Improved NOx storage-reduction catalysts using Al2O3 and ZrO2–TiO2 nanocomposite support for thermal stability and sulfur durability

Abstract

A nanocomposite of Al2O3 and ZrO2–TiO2 solid solution (AZT) was synthesized for NOx storage-reduction (NSR) catalysts Pt/Rh/Ba/K/AZT, and the effect of calcination temperature on thermal stability was investigated. The catalyst containing AZT calcined at 1073K (AZT catalyst) had a high NOx storage capacity after thermal aging. This enhanced storage capacity was attributed to the fact that ZrO2–TiO2 solid solution (ZT) was crystallized and stabilized. The solid-state reaction of potassium, which was added as a NOx storage material, was inhibited in the AZT catalyst, relative to those containing AZT calcined at a low temperature. The AZT catalyst also showed excellent NOx storage performance after sulfur aging at 973K or higher, compared with the catalyst containing physically mixed Al2O3 and ZT (physically mixed catalyst).
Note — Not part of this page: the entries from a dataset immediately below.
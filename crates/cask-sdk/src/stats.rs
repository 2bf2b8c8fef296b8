use std::collections::BTreeMap;

use cask_refs::ReferenceRegistry;
use cask_store::ContentStore;
use cask_types::OwnerId;
use serde::Serialize;

use crate::error::SdkResult;
use crate::view::{owner_views, ReferenceView};

/// Per-owner storage usage and deduplication savings.
#[derive(Clone, Debug, Default, PartialEq, Serialize)]
pub struct StorageStats {
    pub total_references: u64,
    /// References that introduced new content when they were created.
    pub distinct_count: u64,
    /// `total_references - distinct_count`.
    pub duplicate_count: u64,
    /// Size of every referenced blob, summed per reference.
    pub total_size: u64,
    /// Size of the content this owner actually caused to be written.
    pub actual_size: u64,
    /// `total_size - actual_size`.
    pub saved_bytes: u64,
    /// `saved_bytes / total_size * 100`, or 0 for an empty account.
    pub savings_percentage: f64,
    /// Referenced bytes per blob media type.
    pub size_by_media_type: BTreeMap<String, u64>,
}

impl StorageStats {
    /// Fold reference views into totals. References to missing blobs must
    /// already have been dropped.
    pub fn from_views(views: &[ReferenceView]) -> Self {
        let mut stats = Self::default();
        for view in views {
            let size = view.blob.size_bytes;
            stats.total_references += 1;
            stats.total_size += size;
            if !view.reference.is_duplicate {
                stats.distinct_count += 1;
                stats.actual_size += size;
            }
            *stats
                .size_by_media_type
                .entry(view.blob.media_type.as_str().to_string())
                .or_default() += size;
        }
        stats.duplicate_count = stats.total_references - stats.distinct_count;
        stats.saved_bytes = stats.total_size - stats.actual_size;
        if stats.total_size > 0 {
            stats.savings_percentage = stats.saved_bytes as f64 / stats.total_size as f64 * 100.0;
        }
        stats
    }
}

/// Read-only projection over the store and the registry.
pub struct StatsAggregator<'a> {
    store: &'a ContentStore,
    registry: &'a dyn ReferenceRegistry,
}

impl<'a> StatsAggregator<'a> {
    pub fn new(store: &'a ContentStore, registry: &'a dyn ReferenceRegistry) -> Self {
        Self { store, registry }
    }

    pub fn stats_for(&self, owner: &OwnerId) -> SdkResult<StorageStats> {
        let views = owner_views(self.store, self.registry, owner)?;
        Ok(StorageStats::from_views(&views))
    }
}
Furthermore, AZT catalysts inhibited the solid phase reaction of potassium with support materials and kept a high ratio of active potassium, which can store NOx. Further, because the barium in the AZT catalyst prevented sulfur poisoning, the ratio of active barium in the AZT catalyst was also larger than that in the physically mixed catalyst, probably because of the low basicity and high Pt dispersion of AZT.